Identify every line in the records below that contains the word "cameras", and reproduce each one.

** Supplied records **
BEGIN

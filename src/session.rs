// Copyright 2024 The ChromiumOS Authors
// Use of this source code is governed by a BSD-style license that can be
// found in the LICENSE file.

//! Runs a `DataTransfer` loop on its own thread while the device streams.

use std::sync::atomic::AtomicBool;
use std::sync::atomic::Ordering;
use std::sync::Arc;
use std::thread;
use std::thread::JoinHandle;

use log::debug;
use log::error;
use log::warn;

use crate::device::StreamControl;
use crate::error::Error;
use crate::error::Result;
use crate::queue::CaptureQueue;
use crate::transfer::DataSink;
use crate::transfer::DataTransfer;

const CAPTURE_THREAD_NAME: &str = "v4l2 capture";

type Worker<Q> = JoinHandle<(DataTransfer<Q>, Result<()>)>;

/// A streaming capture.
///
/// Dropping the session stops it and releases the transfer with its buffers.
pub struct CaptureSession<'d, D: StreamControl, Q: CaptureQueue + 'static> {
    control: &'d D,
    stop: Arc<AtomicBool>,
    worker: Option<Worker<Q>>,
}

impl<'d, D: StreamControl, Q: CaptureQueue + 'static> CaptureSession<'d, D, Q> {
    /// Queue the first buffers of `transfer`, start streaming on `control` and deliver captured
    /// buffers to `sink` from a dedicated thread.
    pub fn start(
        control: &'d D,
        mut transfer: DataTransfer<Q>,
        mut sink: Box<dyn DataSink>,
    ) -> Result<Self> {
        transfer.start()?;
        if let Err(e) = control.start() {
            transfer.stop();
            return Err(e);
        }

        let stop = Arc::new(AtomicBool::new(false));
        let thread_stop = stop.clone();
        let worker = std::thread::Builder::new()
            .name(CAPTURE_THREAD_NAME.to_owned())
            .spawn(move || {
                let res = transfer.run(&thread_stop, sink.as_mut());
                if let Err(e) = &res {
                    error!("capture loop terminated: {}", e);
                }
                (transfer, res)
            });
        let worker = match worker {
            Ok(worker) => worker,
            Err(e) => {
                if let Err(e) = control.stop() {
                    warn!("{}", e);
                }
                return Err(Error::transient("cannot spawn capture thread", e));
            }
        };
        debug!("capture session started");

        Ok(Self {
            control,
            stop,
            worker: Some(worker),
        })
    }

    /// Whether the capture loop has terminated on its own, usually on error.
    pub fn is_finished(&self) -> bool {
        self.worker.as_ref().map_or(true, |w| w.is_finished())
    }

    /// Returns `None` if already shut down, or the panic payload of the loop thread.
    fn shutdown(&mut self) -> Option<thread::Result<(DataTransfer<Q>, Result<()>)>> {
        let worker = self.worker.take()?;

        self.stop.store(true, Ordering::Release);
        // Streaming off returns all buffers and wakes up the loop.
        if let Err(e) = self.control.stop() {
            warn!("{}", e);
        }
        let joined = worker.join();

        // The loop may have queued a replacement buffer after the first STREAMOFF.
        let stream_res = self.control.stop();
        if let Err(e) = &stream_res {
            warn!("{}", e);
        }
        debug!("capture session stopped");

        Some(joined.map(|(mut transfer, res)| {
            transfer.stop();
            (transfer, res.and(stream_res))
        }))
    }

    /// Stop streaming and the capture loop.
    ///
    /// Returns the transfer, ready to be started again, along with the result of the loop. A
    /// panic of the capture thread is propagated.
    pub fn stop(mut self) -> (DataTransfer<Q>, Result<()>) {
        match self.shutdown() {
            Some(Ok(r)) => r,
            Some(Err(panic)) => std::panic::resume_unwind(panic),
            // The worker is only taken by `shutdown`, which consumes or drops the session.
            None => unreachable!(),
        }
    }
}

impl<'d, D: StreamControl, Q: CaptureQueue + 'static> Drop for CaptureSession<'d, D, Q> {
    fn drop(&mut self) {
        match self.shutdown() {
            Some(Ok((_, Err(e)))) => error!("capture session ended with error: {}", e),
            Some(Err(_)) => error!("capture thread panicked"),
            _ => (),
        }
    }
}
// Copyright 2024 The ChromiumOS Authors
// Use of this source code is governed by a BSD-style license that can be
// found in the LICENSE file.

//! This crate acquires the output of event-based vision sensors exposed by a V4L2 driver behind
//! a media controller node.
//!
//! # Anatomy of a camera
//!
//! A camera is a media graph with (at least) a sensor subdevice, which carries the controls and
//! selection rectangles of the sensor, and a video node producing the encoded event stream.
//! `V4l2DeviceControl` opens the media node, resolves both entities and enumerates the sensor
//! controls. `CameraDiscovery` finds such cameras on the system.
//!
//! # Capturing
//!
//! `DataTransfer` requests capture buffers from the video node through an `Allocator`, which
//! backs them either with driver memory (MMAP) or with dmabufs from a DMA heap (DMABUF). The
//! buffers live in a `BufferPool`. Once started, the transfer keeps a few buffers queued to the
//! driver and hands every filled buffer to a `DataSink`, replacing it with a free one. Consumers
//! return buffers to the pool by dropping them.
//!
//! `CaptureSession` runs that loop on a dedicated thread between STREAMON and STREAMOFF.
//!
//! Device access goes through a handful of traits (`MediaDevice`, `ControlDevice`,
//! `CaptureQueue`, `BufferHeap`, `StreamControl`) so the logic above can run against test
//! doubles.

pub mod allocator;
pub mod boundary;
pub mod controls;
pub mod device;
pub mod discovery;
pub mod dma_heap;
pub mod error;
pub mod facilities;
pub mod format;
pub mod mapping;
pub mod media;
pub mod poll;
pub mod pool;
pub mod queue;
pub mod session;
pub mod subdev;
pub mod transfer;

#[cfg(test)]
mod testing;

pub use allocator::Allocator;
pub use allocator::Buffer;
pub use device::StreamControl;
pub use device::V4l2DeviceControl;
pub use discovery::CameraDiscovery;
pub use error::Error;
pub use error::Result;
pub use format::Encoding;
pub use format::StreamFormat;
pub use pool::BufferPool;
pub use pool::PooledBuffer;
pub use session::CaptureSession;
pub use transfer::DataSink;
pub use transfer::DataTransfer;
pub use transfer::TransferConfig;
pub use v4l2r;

END
BEGIN

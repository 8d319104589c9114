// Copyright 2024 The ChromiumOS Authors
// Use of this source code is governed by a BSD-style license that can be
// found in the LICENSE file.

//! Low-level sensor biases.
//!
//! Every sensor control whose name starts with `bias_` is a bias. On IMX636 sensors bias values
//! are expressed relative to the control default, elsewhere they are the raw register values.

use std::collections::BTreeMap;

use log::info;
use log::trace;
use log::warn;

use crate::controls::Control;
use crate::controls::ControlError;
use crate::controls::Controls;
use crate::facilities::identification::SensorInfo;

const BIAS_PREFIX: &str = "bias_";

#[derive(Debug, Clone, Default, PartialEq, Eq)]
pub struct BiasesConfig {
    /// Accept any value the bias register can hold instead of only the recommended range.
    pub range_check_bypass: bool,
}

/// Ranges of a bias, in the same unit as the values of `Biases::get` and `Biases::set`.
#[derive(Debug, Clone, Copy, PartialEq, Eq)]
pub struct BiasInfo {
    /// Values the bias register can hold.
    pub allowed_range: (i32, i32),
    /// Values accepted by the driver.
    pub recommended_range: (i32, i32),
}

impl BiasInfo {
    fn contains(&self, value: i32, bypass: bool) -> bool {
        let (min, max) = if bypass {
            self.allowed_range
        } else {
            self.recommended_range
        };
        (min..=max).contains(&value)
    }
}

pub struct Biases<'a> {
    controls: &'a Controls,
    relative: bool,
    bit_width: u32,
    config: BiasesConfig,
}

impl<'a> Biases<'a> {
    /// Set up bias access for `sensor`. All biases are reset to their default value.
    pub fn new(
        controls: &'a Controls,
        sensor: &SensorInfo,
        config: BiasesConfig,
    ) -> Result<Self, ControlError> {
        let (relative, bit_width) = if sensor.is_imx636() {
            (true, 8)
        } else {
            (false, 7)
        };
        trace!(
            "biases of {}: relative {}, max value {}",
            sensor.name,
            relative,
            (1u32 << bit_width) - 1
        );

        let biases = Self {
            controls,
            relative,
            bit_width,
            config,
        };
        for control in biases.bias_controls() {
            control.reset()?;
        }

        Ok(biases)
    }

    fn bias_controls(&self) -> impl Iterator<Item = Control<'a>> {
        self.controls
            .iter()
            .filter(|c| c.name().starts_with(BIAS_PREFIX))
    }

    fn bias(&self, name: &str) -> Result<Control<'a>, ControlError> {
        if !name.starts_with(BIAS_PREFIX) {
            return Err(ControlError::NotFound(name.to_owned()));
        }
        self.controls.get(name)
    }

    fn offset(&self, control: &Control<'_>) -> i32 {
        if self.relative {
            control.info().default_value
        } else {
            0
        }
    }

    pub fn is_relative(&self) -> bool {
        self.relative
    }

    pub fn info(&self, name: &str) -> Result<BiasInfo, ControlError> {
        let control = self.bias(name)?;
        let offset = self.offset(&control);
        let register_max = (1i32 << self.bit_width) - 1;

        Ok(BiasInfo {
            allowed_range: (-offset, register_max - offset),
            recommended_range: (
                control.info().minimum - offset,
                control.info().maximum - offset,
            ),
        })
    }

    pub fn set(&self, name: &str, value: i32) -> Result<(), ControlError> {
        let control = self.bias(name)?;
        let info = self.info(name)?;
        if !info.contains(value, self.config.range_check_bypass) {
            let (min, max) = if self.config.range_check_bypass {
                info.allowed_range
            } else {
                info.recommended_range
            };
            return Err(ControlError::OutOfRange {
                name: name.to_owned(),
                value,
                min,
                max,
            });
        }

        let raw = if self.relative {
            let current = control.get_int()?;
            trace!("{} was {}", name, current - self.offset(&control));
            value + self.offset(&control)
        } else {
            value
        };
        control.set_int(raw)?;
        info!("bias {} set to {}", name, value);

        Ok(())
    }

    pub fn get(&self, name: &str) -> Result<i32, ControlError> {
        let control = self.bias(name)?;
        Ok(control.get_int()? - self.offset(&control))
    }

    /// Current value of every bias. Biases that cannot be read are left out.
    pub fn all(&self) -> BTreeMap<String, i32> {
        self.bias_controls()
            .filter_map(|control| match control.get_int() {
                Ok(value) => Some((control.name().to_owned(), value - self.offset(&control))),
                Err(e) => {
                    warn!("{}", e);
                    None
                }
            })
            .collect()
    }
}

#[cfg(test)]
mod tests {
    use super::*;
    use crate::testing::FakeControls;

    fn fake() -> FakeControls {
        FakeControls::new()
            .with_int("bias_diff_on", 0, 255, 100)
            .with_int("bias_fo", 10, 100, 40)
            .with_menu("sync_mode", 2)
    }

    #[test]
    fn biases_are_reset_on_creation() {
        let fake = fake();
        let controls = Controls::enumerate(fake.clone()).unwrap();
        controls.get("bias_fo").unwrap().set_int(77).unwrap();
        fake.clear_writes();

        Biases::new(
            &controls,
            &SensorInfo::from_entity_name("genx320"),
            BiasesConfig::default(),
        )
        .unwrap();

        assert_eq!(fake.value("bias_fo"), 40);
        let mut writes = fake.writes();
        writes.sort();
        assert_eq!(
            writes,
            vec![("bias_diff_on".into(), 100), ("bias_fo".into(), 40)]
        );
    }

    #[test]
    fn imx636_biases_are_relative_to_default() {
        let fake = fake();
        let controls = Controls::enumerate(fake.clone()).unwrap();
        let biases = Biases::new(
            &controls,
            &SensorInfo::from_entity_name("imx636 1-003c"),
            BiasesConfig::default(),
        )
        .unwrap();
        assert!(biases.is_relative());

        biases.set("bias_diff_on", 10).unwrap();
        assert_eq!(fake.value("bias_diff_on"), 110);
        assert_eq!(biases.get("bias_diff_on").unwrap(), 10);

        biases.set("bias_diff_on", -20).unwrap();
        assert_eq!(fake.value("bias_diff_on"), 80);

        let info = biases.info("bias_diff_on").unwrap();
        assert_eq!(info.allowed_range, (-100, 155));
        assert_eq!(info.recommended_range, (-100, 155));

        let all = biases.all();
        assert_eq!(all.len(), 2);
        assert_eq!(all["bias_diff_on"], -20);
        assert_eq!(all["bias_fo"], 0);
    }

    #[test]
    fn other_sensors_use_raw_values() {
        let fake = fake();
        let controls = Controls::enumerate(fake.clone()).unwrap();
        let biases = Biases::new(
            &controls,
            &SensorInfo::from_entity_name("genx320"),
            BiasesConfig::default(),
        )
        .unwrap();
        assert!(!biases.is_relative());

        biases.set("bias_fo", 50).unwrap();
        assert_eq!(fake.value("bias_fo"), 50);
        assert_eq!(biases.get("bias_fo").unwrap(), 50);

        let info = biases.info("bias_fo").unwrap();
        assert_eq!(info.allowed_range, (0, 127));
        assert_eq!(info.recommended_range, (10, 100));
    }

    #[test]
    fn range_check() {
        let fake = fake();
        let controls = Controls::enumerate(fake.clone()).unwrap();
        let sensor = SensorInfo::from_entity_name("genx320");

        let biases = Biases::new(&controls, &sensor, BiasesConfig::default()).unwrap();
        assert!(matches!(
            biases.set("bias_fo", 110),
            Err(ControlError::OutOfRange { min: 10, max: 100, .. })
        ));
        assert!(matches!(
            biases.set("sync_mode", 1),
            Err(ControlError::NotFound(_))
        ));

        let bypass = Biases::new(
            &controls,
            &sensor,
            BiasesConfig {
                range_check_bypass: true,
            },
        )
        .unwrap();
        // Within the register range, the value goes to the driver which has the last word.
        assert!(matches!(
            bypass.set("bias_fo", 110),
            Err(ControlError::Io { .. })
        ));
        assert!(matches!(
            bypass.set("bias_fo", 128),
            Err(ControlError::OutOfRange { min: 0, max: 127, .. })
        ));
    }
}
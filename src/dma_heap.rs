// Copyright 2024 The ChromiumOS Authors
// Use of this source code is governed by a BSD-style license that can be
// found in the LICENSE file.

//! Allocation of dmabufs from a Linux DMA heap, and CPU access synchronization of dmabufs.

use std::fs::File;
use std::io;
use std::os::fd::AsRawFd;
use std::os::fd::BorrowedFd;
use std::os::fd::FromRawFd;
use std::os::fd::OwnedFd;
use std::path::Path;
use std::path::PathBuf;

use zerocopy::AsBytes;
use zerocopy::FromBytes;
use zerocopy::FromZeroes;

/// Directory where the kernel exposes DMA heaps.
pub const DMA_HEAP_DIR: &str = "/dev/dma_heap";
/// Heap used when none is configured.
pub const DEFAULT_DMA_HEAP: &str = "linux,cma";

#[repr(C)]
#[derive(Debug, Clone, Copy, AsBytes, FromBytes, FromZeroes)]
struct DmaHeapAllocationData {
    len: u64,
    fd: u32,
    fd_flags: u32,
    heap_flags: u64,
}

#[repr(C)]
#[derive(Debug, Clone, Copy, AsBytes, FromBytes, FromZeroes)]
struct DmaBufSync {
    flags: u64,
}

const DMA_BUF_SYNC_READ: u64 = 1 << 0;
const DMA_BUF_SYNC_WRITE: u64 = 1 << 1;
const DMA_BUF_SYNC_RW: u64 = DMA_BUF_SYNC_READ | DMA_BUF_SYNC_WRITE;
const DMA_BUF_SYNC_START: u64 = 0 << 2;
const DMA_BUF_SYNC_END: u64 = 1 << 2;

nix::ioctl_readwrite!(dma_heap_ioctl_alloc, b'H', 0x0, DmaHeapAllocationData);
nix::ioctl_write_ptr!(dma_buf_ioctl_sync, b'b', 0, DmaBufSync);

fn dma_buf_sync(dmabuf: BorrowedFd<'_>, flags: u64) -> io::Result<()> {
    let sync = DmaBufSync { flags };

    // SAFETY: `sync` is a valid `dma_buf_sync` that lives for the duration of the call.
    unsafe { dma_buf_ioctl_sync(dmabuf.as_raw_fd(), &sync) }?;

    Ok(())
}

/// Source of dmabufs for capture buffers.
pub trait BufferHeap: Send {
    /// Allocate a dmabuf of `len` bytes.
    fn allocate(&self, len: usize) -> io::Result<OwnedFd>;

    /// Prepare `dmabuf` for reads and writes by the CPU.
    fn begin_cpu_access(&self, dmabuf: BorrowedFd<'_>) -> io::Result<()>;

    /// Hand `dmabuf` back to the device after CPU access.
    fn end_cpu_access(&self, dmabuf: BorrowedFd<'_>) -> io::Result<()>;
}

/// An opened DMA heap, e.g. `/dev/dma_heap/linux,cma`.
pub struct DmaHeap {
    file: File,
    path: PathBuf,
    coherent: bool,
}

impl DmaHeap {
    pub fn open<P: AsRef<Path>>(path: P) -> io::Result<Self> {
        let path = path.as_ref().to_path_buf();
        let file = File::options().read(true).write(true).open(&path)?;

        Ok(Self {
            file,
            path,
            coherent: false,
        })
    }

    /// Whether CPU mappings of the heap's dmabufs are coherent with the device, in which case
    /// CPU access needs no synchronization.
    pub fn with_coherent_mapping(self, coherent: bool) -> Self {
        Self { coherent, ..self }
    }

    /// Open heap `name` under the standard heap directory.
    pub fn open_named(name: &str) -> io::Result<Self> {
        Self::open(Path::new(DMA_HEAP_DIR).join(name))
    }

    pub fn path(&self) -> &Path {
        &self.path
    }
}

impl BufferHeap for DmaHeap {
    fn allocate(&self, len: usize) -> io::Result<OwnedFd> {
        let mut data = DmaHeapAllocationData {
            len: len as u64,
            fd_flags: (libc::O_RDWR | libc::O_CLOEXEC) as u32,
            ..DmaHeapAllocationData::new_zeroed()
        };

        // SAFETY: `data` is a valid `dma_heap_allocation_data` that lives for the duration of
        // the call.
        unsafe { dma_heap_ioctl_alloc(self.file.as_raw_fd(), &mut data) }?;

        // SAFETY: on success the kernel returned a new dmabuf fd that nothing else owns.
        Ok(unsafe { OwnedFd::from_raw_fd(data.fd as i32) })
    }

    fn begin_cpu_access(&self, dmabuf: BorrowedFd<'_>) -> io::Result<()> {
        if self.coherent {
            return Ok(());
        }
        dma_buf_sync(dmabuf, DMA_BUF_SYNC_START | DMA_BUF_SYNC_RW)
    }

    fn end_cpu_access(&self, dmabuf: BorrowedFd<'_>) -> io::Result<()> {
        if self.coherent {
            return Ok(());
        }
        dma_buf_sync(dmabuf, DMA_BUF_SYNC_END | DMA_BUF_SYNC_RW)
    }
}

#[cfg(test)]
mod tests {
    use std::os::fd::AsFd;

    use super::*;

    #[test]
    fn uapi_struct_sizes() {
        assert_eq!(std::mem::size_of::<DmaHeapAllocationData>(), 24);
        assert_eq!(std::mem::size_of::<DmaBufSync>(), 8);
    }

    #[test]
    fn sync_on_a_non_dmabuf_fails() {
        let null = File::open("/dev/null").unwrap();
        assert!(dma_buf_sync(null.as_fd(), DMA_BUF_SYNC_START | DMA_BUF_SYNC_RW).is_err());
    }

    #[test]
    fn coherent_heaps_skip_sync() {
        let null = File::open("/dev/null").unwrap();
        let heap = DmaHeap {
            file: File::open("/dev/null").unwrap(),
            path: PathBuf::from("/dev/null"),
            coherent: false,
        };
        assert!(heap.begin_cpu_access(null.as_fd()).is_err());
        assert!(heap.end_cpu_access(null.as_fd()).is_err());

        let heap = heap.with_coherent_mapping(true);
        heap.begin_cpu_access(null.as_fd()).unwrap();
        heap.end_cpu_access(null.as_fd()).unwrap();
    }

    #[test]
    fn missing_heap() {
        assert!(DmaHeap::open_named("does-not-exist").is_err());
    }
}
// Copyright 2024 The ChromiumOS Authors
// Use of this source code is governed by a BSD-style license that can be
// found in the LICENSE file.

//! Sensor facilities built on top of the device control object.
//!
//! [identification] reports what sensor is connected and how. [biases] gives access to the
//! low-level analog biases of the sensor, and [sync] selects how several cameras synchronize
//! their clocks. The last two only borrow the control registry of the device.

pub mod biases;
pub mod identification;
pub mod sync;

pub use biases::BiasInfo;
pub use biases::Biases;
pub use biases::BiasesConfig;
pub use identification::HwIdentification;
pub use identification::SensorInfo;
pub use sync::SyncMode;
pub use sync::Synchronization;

END
BEGIN

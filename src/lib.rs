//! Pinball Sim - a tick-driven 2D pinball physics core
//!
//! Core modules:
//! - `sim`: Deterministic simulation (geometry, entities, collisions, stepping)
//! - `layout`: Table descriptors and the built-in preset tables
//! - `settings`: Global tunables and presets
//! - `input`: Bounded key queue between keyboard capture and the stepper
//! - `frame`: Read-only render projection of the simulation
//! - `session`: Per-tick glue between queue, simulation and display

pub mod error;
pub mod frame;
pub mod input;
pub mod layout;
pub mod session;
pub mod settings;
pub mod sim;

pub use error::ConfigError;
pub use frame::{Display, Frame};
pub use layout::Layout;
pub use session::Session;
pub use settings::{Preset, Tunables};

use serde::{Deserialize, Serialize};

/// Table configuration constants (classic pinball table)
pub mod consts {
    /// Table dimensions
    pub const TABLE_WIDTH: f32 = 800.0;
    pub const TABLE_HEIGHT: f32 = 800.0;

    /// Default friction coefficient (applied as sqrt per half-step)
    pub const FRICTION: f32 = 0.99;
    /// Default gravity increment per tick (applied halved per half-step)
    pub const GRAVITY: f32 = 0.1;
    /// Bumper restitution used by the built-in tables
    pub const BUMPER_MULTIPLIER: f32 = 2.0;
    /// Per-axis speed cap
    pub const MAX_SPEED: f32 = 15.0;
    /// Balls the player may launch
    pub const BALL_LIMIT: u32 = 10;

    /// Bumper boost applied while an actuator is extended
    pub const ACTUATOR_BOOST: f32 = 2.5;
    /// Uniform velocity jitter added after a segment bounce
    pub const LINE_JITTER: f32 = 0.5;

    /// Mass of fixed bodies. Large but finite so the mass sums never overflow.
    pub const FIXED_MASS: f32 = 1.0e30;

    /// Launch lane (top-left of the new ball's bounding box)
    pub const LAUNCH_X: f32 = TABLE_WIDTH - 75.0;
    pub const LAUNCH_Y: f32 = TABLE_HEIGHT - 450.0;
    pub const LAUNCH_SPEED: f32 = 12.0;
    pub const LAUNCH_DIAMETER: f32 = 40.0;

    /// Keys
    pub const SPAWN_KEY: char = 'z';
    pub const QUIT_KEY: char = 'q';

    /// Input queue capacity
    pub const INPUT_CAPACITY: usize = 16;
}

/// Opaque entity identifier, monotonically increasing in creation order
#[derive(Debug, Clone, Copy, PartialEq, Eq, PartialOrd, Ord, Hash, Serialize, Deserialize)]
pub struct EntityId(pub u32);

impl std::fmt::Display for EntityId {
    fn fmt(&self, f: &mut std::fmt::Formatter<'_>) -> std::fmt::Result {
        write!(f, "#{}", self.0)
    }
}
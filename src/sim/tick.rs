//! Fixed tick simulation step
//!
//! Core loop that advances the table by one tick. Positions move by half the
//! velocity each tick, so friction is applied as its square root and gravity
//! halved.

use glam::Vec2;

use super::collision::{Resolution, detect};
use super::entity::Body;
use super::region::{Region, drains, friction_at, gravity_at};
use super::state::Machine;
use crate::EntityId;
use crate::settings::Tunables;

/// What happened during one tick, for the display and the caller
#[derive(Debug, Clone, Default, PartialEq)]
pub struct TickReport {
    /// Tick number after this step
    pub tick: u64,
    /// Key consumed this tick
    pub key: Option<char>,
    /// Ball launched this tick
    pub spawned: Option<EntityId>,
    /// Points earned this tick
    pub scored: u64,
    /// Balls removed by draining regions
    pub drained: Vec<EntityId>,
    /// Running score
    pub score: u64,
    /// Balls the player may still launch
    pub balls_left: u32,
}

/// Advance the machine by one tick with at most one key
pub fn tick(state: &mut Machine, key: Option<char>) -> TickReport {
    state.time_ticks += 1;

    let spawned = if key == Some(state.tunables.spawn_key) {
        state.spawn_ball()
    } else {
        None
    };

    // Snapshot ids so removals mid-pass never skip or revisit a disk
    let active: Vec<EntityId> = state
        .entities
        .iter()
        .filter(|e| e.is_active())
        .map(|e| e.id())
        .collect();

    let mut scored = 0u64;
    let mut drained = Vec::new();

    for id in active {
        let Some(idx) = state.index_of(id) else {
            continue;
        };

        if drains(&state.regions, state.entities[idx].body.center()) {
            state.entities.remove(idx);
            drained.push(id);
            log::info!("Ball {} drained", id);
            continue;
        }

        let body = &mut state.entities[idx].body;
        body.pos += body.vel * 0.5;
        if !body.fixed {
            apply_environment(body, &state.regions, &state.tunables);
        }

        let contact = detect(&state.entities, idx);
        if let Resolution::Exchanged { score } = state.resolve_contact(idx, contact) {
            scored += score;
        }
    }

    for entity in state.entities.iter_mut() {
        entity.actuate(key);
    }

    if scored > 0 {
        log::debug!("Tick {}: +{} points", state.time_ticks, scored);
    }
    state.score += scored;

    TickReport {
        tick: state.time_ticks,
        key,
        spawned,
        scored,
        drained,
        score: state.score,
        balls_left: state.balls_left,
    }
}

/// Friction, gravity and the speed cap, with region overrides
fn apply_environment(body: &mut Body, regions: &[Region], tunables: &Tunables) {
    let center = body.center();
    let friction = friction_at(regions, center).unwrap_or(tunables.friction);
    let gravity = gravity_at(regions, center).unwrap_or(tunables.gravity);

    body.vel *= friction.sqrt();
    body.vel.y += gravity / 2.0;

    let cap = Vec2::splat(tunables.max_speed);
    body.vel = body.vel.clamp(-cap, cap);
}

END

** Written response **
//! controls. `CameraDiscovery` finds such cameras on the system.
//! low-level analog biases of the sensor, and [sync] selects how several cameras synchronize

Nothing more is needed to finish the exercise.